Optimized sideband cooling with initial system correlations in non-Markovian regime

TL;DR

This paper investigates how initial system correlations can be exploited to optimize sideband cooling in a non-Markovian optomechanical system, leading to faster and more effective phonon reduction.

Contribution

It introduces a novel approach to enhance sideband cooling by incorporating initial correlations and Q-modulation, achieving rapid ground state cooling in non-Markovian regimes.

Findings

Initial correlations significantly reduce phonon number.

Beam-splitter correlations accelerate cooling rate.

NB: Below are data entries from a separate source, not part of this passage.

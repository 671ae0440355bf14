//! API error types.

use axum::extract::rejection::JsonRejection;
use axum::http::StatusCode;
use axum::response::{IntoResponse, Response};
use serde::Serialize;
use thiserror::Error;

use warden_core::ClassifyError;

/// API errors.
#[derive(Debug, Error)]
pub enum ApiError {
    /// Malformed request or unusable artifact.
    #[error("bad request: {0}")]
    BadRequest(String),

    /// No provider could answer and the chain does not fall back.
    #[error("{0}")]
    ServiceUnavailable(String),
}

impl From<ClassifyError> for ApiError {
    fn from(err: ClassifyError) -> Self {
        match err {
            ClassifyError::InvalidInput(msg) => ApiError::BadRequest(msg),
            e @ ClassifyError::ServiceUnavailable { .. } => {
                ApiError::ServiceUnavailable(e.to_string())
            }
        }
    }
}

impl From<JsonRejection> for ApiError {
    fn from(rejection: JsonRejection) -> Self {
        ApiError::BadRequest(rejection.body_text())
    }
}

/// Error response body.
#[derive(Debug, Serialize)]
pub struct ErrorResponse {
    pub error: String,
    pub code: String,
}

impl IntoResponse for ApiError {
    fn into_response(self) -> Response {
        let (status, code) = match &self {
            ApiError::BadRequest(_) => (StatusCode::BAD_REQUEST, "bad_request"),
            ApiError::ServiceUnavailable(_) => {
                (StatusCode::SERVICE_UNAVAILABLE, "service_unavailable")
            }
        };

        let body = ErrorResponse {
            error: self.to_string(),
            code: code.to_string(),
        };

        (status, axum::Json(body)).into_response()
    }
}

/// Result type for API operations.
pub type Result<T> = std::result::Result<T, ApiError>;

#[cfg(test)]
mod tests {
    use super::*;
    use warden_core::ArtifactKind;

    #[test]
    fn invalid_input_is_bad_request() {
        let err: ApiError = ClassifyError::InvalidInput("text must not be empty".into()).into();
        assert_eq!(err.into_response().status(), StatusCode::BAD_REQUEST);
    }

    #[test]
    fn unavailable_keeps_chain_message() {
        let err: ApiError = ClassifyError::ServiceUnavailable {
            kind: ArtifactKind::Text,
            reason: "llm-text: timeout".into(),
        }
        .into();
        assert_eq!(
            err.to_string(),
            "text classification service unavailable: llm-text: timeout"
        );
        assert_eq!(err.into_response().status(), StatusCode::SERVICE_UNAVAILABLE);
    }
}
//! Error types for the classification pipeline.

use serde::Serialize;
use thiserror::Error;

use crate::classifier::ArtifactKind;

/// Why a single provider attempt failed.
#[derive(Debug, Clone, Copy, PartialEq, Eq, Hash, Serialize)]
#[serde(rename_all = "snake_case")]
pub enum ProviderErrorKind {
    /// No credential or endpoint configured.
    Unconfigured,
    /// Transport failure or unexpected HTTP status.
    Network,
    /// The provider did not answer within its timeout.
    Timeout,
    /// The provider rejected the credential.
    AuthFailed,
    /// The provider answered with something we cannot interpret.
    UnparseableResponse,
}

impl ProviderErrorKind {
    /// Returns a short label for logging.
    pub fn as_str(&self) -> &'static str {
        match self {
            ProviderErrorKind::Unconfigured => "unconfigured",
            ProviderErrorKind::Network => "network",
            ProviderErrorKind::Timeout => "timeout",
            ProviderErrorKind::AuthFailed => "auth_failed",
            ProviderErrorKind::UnparseableResponse => "unparseable_response",
        }
    }
}

impl std::fmt::Display for ProviderErrorKind {
    fn fmt(&self, f: &mut std::fmt::Formatter<'_>) -> std::fmt::Result {
        f.write_str(self.as_str())
    }
}

/// A failed provider attempt.
#[derive(Debug, Clone, Error)]
#[error("provider {provider} failed ({kind}): {message}")]
pub struct ProviderError {
    pub kind: ProviderErrorKind,
    pub provider: String,
    pub message: String,
}

impl ProviderError {
    /// Creates a new provider error.
    pub fn new(kind: ProviderErrorKind, provider: &str, message: impl Into<String>) -> Self {
        Self {
            kind,
            provider: provider.to_string(),
            message: message.into(),
        }
    }

    pub fn unconfigured(provider: &str, message: impl Into<String>) -> Self {
        Self::new(ProviderErrorKind::Unconfigured, provider, message)
    }

    pub fn network(provider: &str, message: impl Into<String>) -> Self {
        Self::new(ProviderErrorKind::Network, provider, message)
    }

    pub fn timeout(provider: &str, message: impl Into<String>) -> Self {
        Self::new(ProviderErrorKind::Timeout, provider, message)
    }

    pub fn auth_failed(provider: &str, message: impl Into<String>) -> Self {
        Self::new(ProviderErrorKind::AuthFailed, provider, message)
    }

    pub fn unparseable(provider: &str, message: impl Into<String>) -> Self {
        Self::new(ProviderErrorKind::UnparseableResponse, provider, message)
    }

    /// Maps a `reqwest` failure onto the provider error taxonomy.
    pub fn from_reqwest(provider: &str, err: &reqwest::Error) -> Self {
        if err.is_timeout() {
            return Self::timeout(provider, err.to_string());
        }
        if err.is_decode() {
            return Self::unparseable(provider, err.to_string());
        }
        match err.status() {
            Some(status) if status.as_u16() == 401 || status.as_u16() == 403 => {
                Self::auth_failed(provider, format!("rejected with status {status}"))
            }
            _ => Self::network(provider, err.to_string()),
        }
    }
}

/// Errors surfaced to callers of the classification facade.
#[derive(Debug, Error)]
pub enum ClassifyError {
    /// The caller supplied an unusable artifact.
    #[error("invalid input: {0}")]
    InvalidInput(String),

    /// Every provider failed and the chain does not allow heuristic fallback.
    #[error("{kind} classification service unavailable: {reason}")]
    ServiceUnavailable { kind: ArtifactKind, reason: String },
}

/// Result type for facade operations.
pub type Result<T> = std::result::Result<T, ClassifyError>;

Optimized protocol achieves rapid, stable ground state.

Abstract

An optimized sideband cooling in the presence of initial system correlations is investigated for a standard optomechanical system coupled to a general mechanical non-Markovian reservoir. We study the evolution of phonon number by incorporating the effects of initial correlations into the time-dependent coefficients in the Heisenberg equation. We introduce the concept of cooling rate and define an average phonon reduction function to describe the sideband cooling effect in non-Markovian regime. Our results show that the instantaneous phonon number can be significantly reduced by introducing either the parametric-amplification type or the beam-splitter type initial correlations. In addition, the ground state cooling rate can be accelerated by enhancing the initial correlation of beam-splitter type. By optimizing the initial state of the system and utilizing Q-modulation technology, a stable mechanical ground state can be obtained in a very short time. Our optimized cooling protocol provides an appealing platform for phonon manipulation and quantum information processing in solid-state systems.